Are you a Ron or a Hermione?

Ron and Hermione are perfect archetypes: they represent the two equal and opposite ways that someone can be a “best friend”. Which kind of best friend are you?

This idea struck me a while back, when I was re-watching the Harry Potter movies for the 378th time.

Throughout the series, Harry Potter has two best friends: Ron Weasley and Hermione Granger. Both are extremely important to Harry, and they both clearly care very deeply about him in return. Part of the brilliance of the writing in the book and movies is that you can tell in every action and in every word how strong these friendships are. Moreover, although Ron and Hermione develop a romantic relationship with each other, their relationships with Harry are both very clearly and unwaveringly  best friend relationships.

What makes this interesting, however, is that although both Ron and Hermione are both best friends with Harry Potter… their behavior is actually completely the opposite from each other!

Ron is the unwavering supporter. Ron will always tell Harry that things will be OK.  Of course you will win the competition, Harry! Of course you’ll figure out a way to stop the bad guys!

Hermione is the helper. Have you studied enough? Have you been working on the puzzle that you need to solve? Have you been practicing on your broom? Maybe we should go to the library and look stuff up together!

This contrast is especially stark in the fourth story of the series, The Goblet of Fire. In this story, Harry has been selected to be one of four “champions” in a life-and-death competition. Ron and Hermione are both trying to be best friends… but they give opposite advice!  “Don’t worry, you’ll figure something out when you need to! You should relax!” says Ron. “You need to worry! You need to be researching and figuring out a plan!” says Hermione.

What I find interesting is that, even though they are reacting exactly the opposite from one another in these situations, they are both legitimately doing their best to be “best friends” with Harry. They are both trying to help, in the only way that they know how.  As a reader, or a viewer of the movies, you can see it and feel it very clearly. They represent two equal-and-opposite archetypes of the “best friend” relationship.

 


 

Part of what makes these stories so engaging is that they are relateable. If you stopped and thought about it, you could probably immediately answer the question: is your best friend a Ron, or a Hermione?

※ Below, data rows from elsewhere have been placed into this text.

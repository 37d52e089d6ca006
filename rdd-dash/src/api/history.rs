//! Prediction history endpoint

use axum::{extract::State, http::HeaderMap, Json};
use rdd_common::PredictionRecord;
use serde::Serialize;

use crate::api::auth::require_identity;
use crate::error::ApiResult;
use crate::workflow::HistorySource;
use crate::AppState;

#[derive(Debug, Serialize)]
pub struct HistoryResponse {
    pub records: Vec<PredictionRecord>,
    /// `null` when both queries failed and the previous history is shown
    pub source: Option<HistorySource>,
}

/// GET /api/history
pub async fn get_history(
    State(state): State<AppState>,
    headers: HeaderMap,
) -> ApiResult<Json<HistoryResponse>> {
    let (ui, identity) = require_identity(&state, &headers)?;

    let response = match state.history.refresh(&ui, &identity).await {
        Some(page) => HistoryResponse {
            records: page.records,
            source: Some(page.source),
        },
        None => HistoryResponse {
            records: ui.history(),
            source: None,
        },
    };

    Ok(Json(response))
}
//! Prediction record store
//!
//! An append-only collection of prediction documents, queryable by owner.
//! The SQLite implementation keeps each record as a JSON document next to
//! an indexed `owner_id` column.

use async_trait::async_trait;
use chrono::Utc;
use rdd_common::PredictionRecord;
use sqlx::SqlitePool;
use thiserror::Error;
use uuid::Uuid;

/// Record store errors
#[derive(Debug, Error)]
pub enum StoreError {
    #[error("Database error: {0}")]
    Database(#[from] sqlx::Error),

    #[error("Malformed record document: {0}")]
    Document(#[from] serde_json::Error),

    #[error("Record store unavailable: {0}")]
    Unavailable(String),
}

/// Append-only prediction log
#[async_trait]
pub trait RecordStore: Send + Sync {
    /// Append a record, stamping the server time when the timestamp is unset.
    /// Returns the new record id.
    async fn append(&self, record: PredictionRecord) -> Result<String, StoreError>;

    /// Records whose owner id equals `owner_id`, in store order
    async fn query_by_owner(&self, owner_id: &str) -> Result<Vec<PredictionRecord>, StoreError>;

    /// Every record in the collection, in store order
    async fn list_all(&self) -> Result<Vec<PredictionRecord>, StoreError>;
}

/// Record store backed by the `predictions` table
#[derive(Clone)]
pub struct SqliteRecordStore {
    db: SqlitePool,
}

impl SqliteRecordStore {
    pub fn new(db: SqlitePool) -> Self {
        Self { db }
    }
}

fn decode_all(documents: Vec<String>) -> Result<Vec<PredictionRecord>, StoreError> {
    documents
        .iter()
        .map(|doc| serde_json::from_str(doc).map_err(StoreError::from))
        .collect()
}

#[async_trait]
impl RecordStore for SqliteRecordStore {
    async fn append(&self, mut record: PredictionRecord) -> Result<String, StoreError> {
        if record.timestamp.is_none() {
            record.timestamp = Some(Utc::now());
        }

        let id = Uuid::new_v4().to_string();
        let document = serde_json::to_string(&record)?;

        sqlx::query("INSERT INTO predictions (id, owner_id, document) VALUES (?, ?, ?)")
            .bind(&id)
            .bind(&record.owner_id)
            .bind(&document)
            .execute(&self.db)
            .await?;

        Ok(id)
    }

    async fn query_by_owner(&self, owner_id: &str) -> Result<Vec<PredictionRecord>, StoreError> {
        let documents: Vec<String> = sqlx::query_scalar(
            "SELECT document FROM predictions WHERE owner_id = ? ORDER BY rowid",
        )
        .bind(owner_id)
        .fetch_all(&self.db)
        .await?;

        decode_all(documents)
    }

    async fn list_all(&self) -> Result<Vec<PredictionRecord>, StoreError> {
        let documents: Vec<String> =
            sqlx::query_scalar("SELECT document FROM predictions ORDER BY rowid")
                .fetch_all(&self.db)
                .await?;

        decode_all(documents)
    }
}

When your friends turn to you for support, are you a  Ron or a Hermione?

Me?

I’m a Hermione. Without a doubt.  Whenever someone comes to me anxious and upset, I’m there ready to develop a 5-point plan on how to fix it, combat it, or explain it away.

In fact, I’ve even said outright to people: Look, if you’re just looking for someone to say “I understand” or “That must be rough” or “I know your pain”… then I’m probably not the guy you want to call first.  I mean, I can do that. I try to do that, when my over-active logic sensors detect that it might be the correct thing to do.

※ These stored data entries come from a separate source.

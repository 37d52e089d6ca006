//! Account directory
//!
//! Authenticates users and yields a stable account id plus email. Password
//! accounts are keyed by lower-cased email; federated accounts by the
//! provider's subject id. A federated assertion is only trusted when it is
//! fresh and carries a hash made with the shared assertion secret.

use async_trait::async_trait;
use chrono::Utc;
use rand::Rng;
use rdd_common::auth::{self, AssertionError};
use serde::{Deserialize, Serialize};
use serde_json::Value;
use sha2::{Digest, Sha256};
use sqlx::SqlitePool;
use thiserror::Error;
use tracing::{debug, info, warn};
use uuid::Uuid;

const PASSWORD_PROVIDER: &str = "password";
const MIN_PASSWORD_LEN: usize = 6;

/// Account directory errors
#[derive(Debug, Error)]
pub enum AccountError {
    #[error("Invalid email or password")]
    InvalidCredentials,

    #[error("Email address is already in use")]
    EmailInUse,

    #[error("Password must be at least 6 characters")]
    WeakPassword,

    #[error("Invalid email address")]
    InvalidEmail,

    #[error("Provider assertion rejected: {0}")]
    Provider(String),

    #[error("Provider assertion not verified: {0}")]
    Assertion(#[from] AssertionError),

    #[error("Directory error: {0}")]
    Directory(#[from] sqlx::Error),
}

/// Email and password as entered on the sign-in form
#[derive(Debug, Clone, Deserialize)]
pub struct Credentials {
    pub email: String,
    pub password: String,
}

/// Identity asserted by a third-party sign-in popup
///
/// `timestamp` is Unix epoch ms; `hash` signs the other four fields with
/// the shared assertion secret (see [`rdd_common::auth`]).
#[derive(Debug, Clone, Serialize, Deserialize)]
pub struct FederatedAssertion {
    pub provider: String,
    pub subject: String,
    #[serde(default)]
    pub email: Option<String>,
    pub timestamp: i64,
    pub hash: String,
}

impl FederatedAssertion {
    /// Build an assertion stamped now and signed with `shared_secret`
    pub fn signed(
        provider: impl Into<String>,
        subject: impl Into<String>,
        email: Option<String>,
        shared_secret: i64,
    ) -> Self {
        let mut assertion = Self {
            provider: provider.into(),
            subject: subject.into(),
            email,
            timestamp: Utc::now().timestamp_millis(),
            hash: String::new(),
        };
        assertion.hash = auth::calculate_hash(&assertion.signed_fields(), shared_secret);
        assertion
    }

    /// The object the hash covers; an absent email is `null`
    fn signed_fields(&self) -> Value {
        serde_json::json!({
            "provider": self.provider,
            "subject": self.subject,
            "email": self.email,
            "timestamp": self.timestamp,
            "hash": self.hash,
        })
    }

    fn verify(&self, shared_secret: i64) -> Result<(), AssertionError> {
        auth::validate_timestamp(self.timestamp, Utc::now().timestamp_millis())?;
        auth::validate_hash(&self.hash, &self.signed_fields(), shared_secret)
    }
}

/// Account as known to the directory
#[derive(Debug, Clone, PartialEq, Eq)]
pub struct AccountProfile {
    pub uid: String,
    pub email: Option<String>,
}

/// Remote account/directory service
#[async_trait]
pub trait AccountService: Send + Sync {
    async fn sign_in_with_password(&self, credentials: &Credentials)
        -> Result<AccountProfile, AccountError>;

    async fn sign_in_with_provider(
        &self,
        assertion: &FederatedAssertion,
    ) -> Result<AccountProfile, AccountError>;

    async fn register(&self, credentials: &Credentials) -> Result<AccountProfile, AccountError>;

    async fn sign_out(&self, uid: &str) -> Result<(), AccountError>;
}

/// Account directory stored in the local `users` table
#[derive(Clone)]
pub struct SqliteAccountDirectory {
    db: SqlitePool,
}

impl SqliteAccountDirectory {
    pub fn new(db: SqlitePool) -> Self {
        Self { db }
    }
}

fn normalize_email(email: &str) -> Result<String, AccountError> {
    let email = email.trim().to_lowercase();
    match email.split_once('@') {
        Some((local, domain)) if !local.is_empty() && !domain.is_empty() && !domain.contains('@') => {
            Ok(email)
        }
        _ => Err(AccountError::InvalidEmail),
    }
}

fn generate_salt() -> String {
    let bytes: [u8; 16] = rand::thread_rng().gen();
    bytes.iter().map(|b| format!("{:02x}", b)).collect()
}

/// Salted SHA-256 of a password, as 64 hex characters
fn hash_password(password: &str, salt: &str) -> String {
    let mut hasher = Sha256::new();
    hasher.update(salt.as_bytes());
    hasher.update(password.as_bytes());
    format!("{:x}", hasher.finalize())
}

#[async_trait]
impl AccountService for SqliteAccountDirectory {
    async fn sign_in_with_password(
        &self,
        credentials: &Credentials,
    ) -> Result<AccountProfile, AccountError> {
        let email = normalize_email(&credentials.email)
            .map_err(|_| AccountError::InvalidCredentials)?;

        let row: Option<(String, Option<String>, String, String)> = sqlx::query_as(
            "SELECT uid, email, password_hash, password_salt FROM users WHERE provider = ? AND subject = ?",
        )
        .bind(PASSWORD_PROVIDER)
        .bind(&email)
        .fetch_optional(&self.db)
        .await?;

        let (uid, stored_email, password_hash, password_salt) =
            row.ok_or(AccountError::InvalidCredentials)?;

        if hash_password(&credentials.password, &password_salt) != password_hash {
            debug!(uid = %uid, "Password mismatch");
            return Err(AccountError::InvalidCredentials);
        }

        info!(uid = %uid, "Password sign-in");
        Ok(AccountProfile {
            uid,
            email: stored_email,
        })
    }

    async fn sign_in_with_provider(
        &self,
        assertion: &FederatedAssertion,
    ) -> Result<AccountProfile, AccountError> {
        let shared_secret = auth::load_shared_secret(&self.db).await?;
        if let Err(e) = assertion.verify(shared_secret) {
            warn!(provider = %assertion.provider, error = %e, "Rejected provider assertion");
            return Err(e.into());
        }

        let provider = assertion.provider.trim();
        let subject = assertion.subject.trim();
        if provider.is_empty() || provider == PASSWORD_PROVIDER {
            return Err(AccountError::Provider(format!("unsupported provider {:?}", provider)));
        }
        if subject.is_empty() {
            return Err(AccountError::Provider("missing subject".to_string()));
        }
        let email = assertion
            .email
            .as_deref()
            .map(str::trim)
            .filter(|e| !e.is_empty())
            .map(str::to_string);

        let existing: Option<(String, Option<String>)> =
            sqlx::query_as("SELECT uid, email FROM users WHERE provider = ? AND subject = ?")
                .bind(provider)
                .bind(subject)
                .fetch_optional(&self.db)
                .await?;

        let (uid, email) = match existing {
            Some((uid, stored_email)) => {
                if email.is_some() && email != stored_email {
                    sqlx::query("UPDATE users SET email = ? WHERE uid = ?")
                        .bind(&email)
                        .bind(&uid)
                        .execute(&self.db)
                        .await?;
                }
                (uid, email.or(stored_email))
            }
            None => {
                let uid = Uuid::new_v4().to_string();
                sqlx::query("INSERT INTO users (uid, provider, subject, email) VALUES (?, ?, ?, ?)")
                    .bind(&uid)
                    .bind(provider)
                    .bind(subject)
                    .bind(&email)
                    .execute(&self.db)
                    .await?;
                info!(uid = %uid, provider = %provider, "Created federated account");
                (uid, email)
            }
        };

        info!(uid = %uid, provider = %provider, "Provider sign-in");
        Ok(AccountProfile { uid, email })
    }

    async fn register(&self, credentials: &Credentials) -> Result<AccountProfile, AccountError> {
        let email = normalize_email(&credentials.email)?;
        if credentials.password.chars().count() < MIN_PASSWORD_LEN {
            return Err(AccountError::WeakPassword);
        }

        let uid = Uuid::new_v4().to_string();
        let salt = generate_salt();
        let password_hash = hash_password(&credentials.password, &salt);

        let inserted = sqlx::query(
            "INSERT INTO users (uid, provider, subject, email, password_hash, password_salt) VALUES (?, ?, ?, ?, ?, ?)",
        )
        .bind(&uid)
        .bind(PASSWORD_PROVIDER)
        .bind(&email)
        .bind(&email)
        .bind(&password_hash)
        .bind(&salt)
        .execute(&self.db)
        .await;

        match inserted {
            Ok(_) => {}
            Err(sqlx::Error::Database(e)) if e.is_unique_violation() => {
                return Err(AccountError::EmailInUse)
            }
            Err(e) => return Err(e.into()),
        }

        info!(uid = %uid, "Registered account");
        Ok(AccountProfile {
            uid,
            email: Some(email),
        })
    }

    async fn sign_out(&self, uid: &str) -> Result<(), AccountError> {
        // Directory sessions are not tracked server-side
        debug!(uid = %uid, "Sign-out");
        Ok(())
    }
}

But it doesn’t come naturally to me. What comes naturally to me is to be a Hermione. Have you done this? Have you done that? Let’s go to the library and look things up.

 

Luckily, there is no right and wrong answer. If anything, this is a lesson that the Harry Potter books  teaches us. They are both completely valid ways of being a best friend… even if both can drive a person a little nutty at the wrong time or in the wrong situation.

So which one are you? Are you a Ron, or a Hermione?